Christopher Kane introduces leather goods for AW14

Wednesday, 19 February 2014
For autumn/winter 2014, Christopher Kane has debut his first, fully realised leather good collection, expanding from his signature ‘Pencil Case’ clutch that he showcases each season. Adhering to the strict, traditional ‘haute maroquinerie’ techniques of bag making, the debut line encompasses a multiplicity of styles and functions from clutches to oversized totes. There are eight new styles in all, finished in an array of premium finishes including calfskins, satined alligator and smoothed python. Each bag features the signature ‘Safety Buckle’ fastening, which originates from the very first Christopher Kane collection for Spring/Summer 2007.
 

“It is all about the starting point, our heritage,” said Christopher Kane on the new handbag collection. “For our first bag line I thought it should really reflect where the Christopher Kane collections began: with my Spring-Summer 2007 show. The ‘Safety Buckle’ is a motif from that collection and is something I like to return to, as are the oversized, plastic zips.”
 

Kane added: “Neon colour is another of our signatures from early on that reoccurs. Then there is the angular influence of the cutting from Spring-Summer 2012. Each of these elements has marked an important moment in time for me and for our collections. And the start of the Christopher Kane leather goods line is another one of those important moments to mark.”
 

The bags are infused with a contemporary take inspired by Kane’s clothing collections to reflect the brand’s “subverted chic” and feature hand-stitched elastic, oversized plastic zips, baseball stitching, and corded shoulder straps with nubuck shoulder protectors.
 

Christopher Kane debuts handbags

The collection complemented Kane’s AW14 line, which featured mannish tailoring with double breasted jackets paired with slouchy trousers, alongside the sweet and pretty frills and bows that adorned the colourful knitwear.

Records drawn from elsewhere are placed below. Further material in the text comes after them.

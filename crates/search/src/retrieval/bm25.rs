//! BM25 lexical search over an in-memory document set
//!
//! Okapi BM25 with the classic parameters. Terms whose IDF would be negative
//! (present in more than half the documents) get `epsilon * mean IDF` instead,
//! or plain `epsilon` when the mean itself is not positive.

use super::{RetrievalMode, RetrievedDocument, Retriever};
use lexforge_common::errors::Result;
use lexforge_common::models::{Metadata, QueryResult};
use std::collections::HashMap;

/// Term saturation
const K1: f32 = 1.5;
/// Length normalization
const B: f32 = 0.75;
/// Floor factor for negative IDF terms
const EPSILON: f32 = 0.25;

/// BM25 retriever built from already-fetched documents
pub struct BM25Retriever {
    documents: Vec<(String, Metadata)>,
    term_freqs: Vec<HashMap<String, usize>>,
    doc_lens: Vec<usize>,
    avg_doc_len: f32,
    idf: HashMap<String, f32>,
}

impl BM25Retriever {
    /// Index text documents; non-text entries are skipped
    pub fn from_result(result: &QueryResult) -> Self {
        let documents = result
            .documents
            .iter()
            .zip(&result.metadatas)
            .filter_map(|(doc, meta)| doc.as_ref().map(|d| (d.clone(), meta.clone())))
            .collect();
        Self::from_documents(documents)
    }

    pub fn from_documents(documents: Vec<(String, Metadata)>) -> Self {
        let term_freqs: Vec<HashMap<String, usize>> = documents
            .iter()
            .map(|(text, _)| {
                let mut tf = HashMap::new();
                for token in tokenize(text) {
                    *tf.entry(token).or_insert(0) += 1;
                }
                tf
            })
            .collect();
        let doc_lens: Vec<usize> = term_freqs.iter().map(|tf| tf.values().sum()).collect();
        let avg_doc_len = if doc_lens.is_empty() {
            0.0
        } else {
            doc_lens.iter().sum::<usize>() as f32 / doc_lens.len() as f32
        };

        let mut doc_freq: HashMap<&str, usize> = HashMap::new();
        for tf in &term_freqs {
            for term in tf.keys() {
                *doc_freq.entry(term.as_str()).or_insert(0) += 1;
            }
        }

        let n = documents.len() as f32;
        let mut idf: HashMap<String, f32> = doc_freq
            .iter()
            .map(|(term, &df)| {
                let df = df as f32;
                (term.to_string(), ((n - df + 0.5) / (df + 0.5)).ln())
            })
            .collect();
        if !idf.is_empty() {
            let mean = idf.values().sum::<f32>() / idf.len() as f32;
            let floor = if mean > 0.0 { EPSILON * mean } else { EPSILON };
            for value in idf.values_mut().filter(|v| **v < 0.0) {
                *value = floor;
            }
        }

        Self {
            documents,
            term_freqs,
            doc_lens,
            avg_doc_len,
            idf,
        }
    }

    pub fn len(&self) -> usize {
        self.documents.len()
    }

    pub fn is_empty(&self) -> bool {
        self.documents.is_empty()
    }

    /// BM25 score of every document for the query, in document order
    pub fn scores(&self, query: &str) -> Vec<f32> {
        let terms = tokenize(query);
        self.term_freqs
            .iter()
            .zip(&self.doc_lens)
            .map(|(tf, &len)| {
                let norm = if self.avg_doc_len > 0.0 {
                    K1 * (1.0 - B + B * len as f32 / self.avg_doc_len)
                } else {
                    K1
                };
                terms
                    .iter()
                    .map(|term| {
                        let freq = *tf.get(term).unwrap_or(&0) as f32;
                        let idf = self.idf.get(term).copied().unwrap_or(0.0);
                        idf * freq * (K1 + 1.0) / (freq + norm)
                    })
                    .sum()
            })
            .collect()
    }
}

/// Lowercased alphanumeric tokens
fn tokenize(text: &str) -> Vec<String> {
    text.split(|c: char| !c.is_alphanumeric())
        .filter(|t| !t.is_empty())
        .map(|t| t.to_lowercase())
        .collect()
}

#[async_trait::async_trait]
impl Retriever for BM25Retriever {
    async fn retrieve(&self, query: &str, limit: usize) -> Result<Vec<RetrievedDocument>> {
        let mut ranked: Vec<(usize, f32)> = self.scores(query).into_iter().enumerate().collect();
        // Stable sort: equal scores keep document order
        ranked.sort_by(|a, b| b.1.total_cmp(&a.1));
        ranked.truncate(limit);

        Ok(ranked
            .into_iter()
            .map(|(idx, score)| {
                let (content, metadata) = self.documents[idx].clone();
                RetrievedDocument {
                    content,
                    metadata,
                    score,
                    retrieval_mode: RetrievalMode::BM25,
                }
            })
            .collect())
    }

    fn mode(&self) -> RetrievalMode {
        RetrievalMode::BM25
    }
}

#[cfg(test)]
mod tests {
    use super::*;

    fn retriever(texts: &[&str]) -> BM25Retriever {
        BM25Retriever::from_documents(texts.iter().map(|t| (t.to_string(), Metadata::new())).collect())
    }

    #[test]
    fn test_tokenize() {
        assert_eq!(tokenize("Amar-Putusan: bebas!"), vec!["amar", "putusan", "bebas"]);
        assert!(tokenize("  ,, ").is_empty());
    }

    #[tokio::test]
    async fn test_keyword_match_ranks_first() {
        let bm25 = retriever(&[
            "the court considered the evidence",
            "the verdict acquits the defendant",
            "weather report for tomorrow",
        ]);
        let results = bm25.retrieve("verdict defendant", 2).await.unwrap();
        assert_eq!(results.len(), 2);
        assert_eq!(results[0].content, "the verdict acquits the defendant");
        assert!(results[0].score > results[1].score);
        assert_eq!(results[0].retrieval_mode, RetrievalMode::BM25);
    }

    #[tokio::test]
    async fn test_ties_keep_document_order() {
        let bm25 = retriever(&["alpha", "beta", "gamma"]);
        let results = bm25.retrieve("unrelated", 3).await.unwrap();
        let contents: Vec<_> = results.iter().map(|r| r.content.as_str()).collect();
        assert_eq!(contents, vec!["alpha", "beta", "gamma"]);
    }

    #[test]
    fn test_common_terms_keep_positive_idf() {
        let bm25 = retriever(&["pidana penjara", "pidana denda", "pidana bersyarat"]);
        assert!(bm25.idf["pidana"] > 0.0);
        assert!(bm25.scores("pidana").iter().all(|s| *s > 0.0));
    }

    #[test]
    fn test_skips_non_text_documents() {
        let result = QueryResult::from_parts(
            vec![Some("a".into()), None],
            vec![Metadata::new(), Metadata::new()],
            None,
        )
        .unwrap();
        assert_eq!(BM25Retriever::from_result(&result).len(), 1);
    }
}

Kane was also inspired by architectural influences with his ‘flip book’ dresses that featured mille-feuille of organza that looked like pages of a book wafting as the models walked, these layers were placed onto bodices, hemlines and split into pleats.
 

Commenting on the collection, Kane said: “There is this contrast of hard and soft in the collection, of sinister and sweet. I wanted to look at silk organza in a new, hard, architectural way, which led to the ‘flip book’ dresses.
 

“The cut-out ‘squiggle’ sleeves also became part of that architectural experiment with form and silhouette. And the tailoring, particularly with the ‘rain splashed’ crystals, is part of that too. You always need a beautiful structure, it is part of the fundamental building blocks of reality.”
 

The accessories mark the latest development for the fashion label since Kering acquired a 51 percent stake in January last year, the next will be the brand’s first store on Mount Street later this year.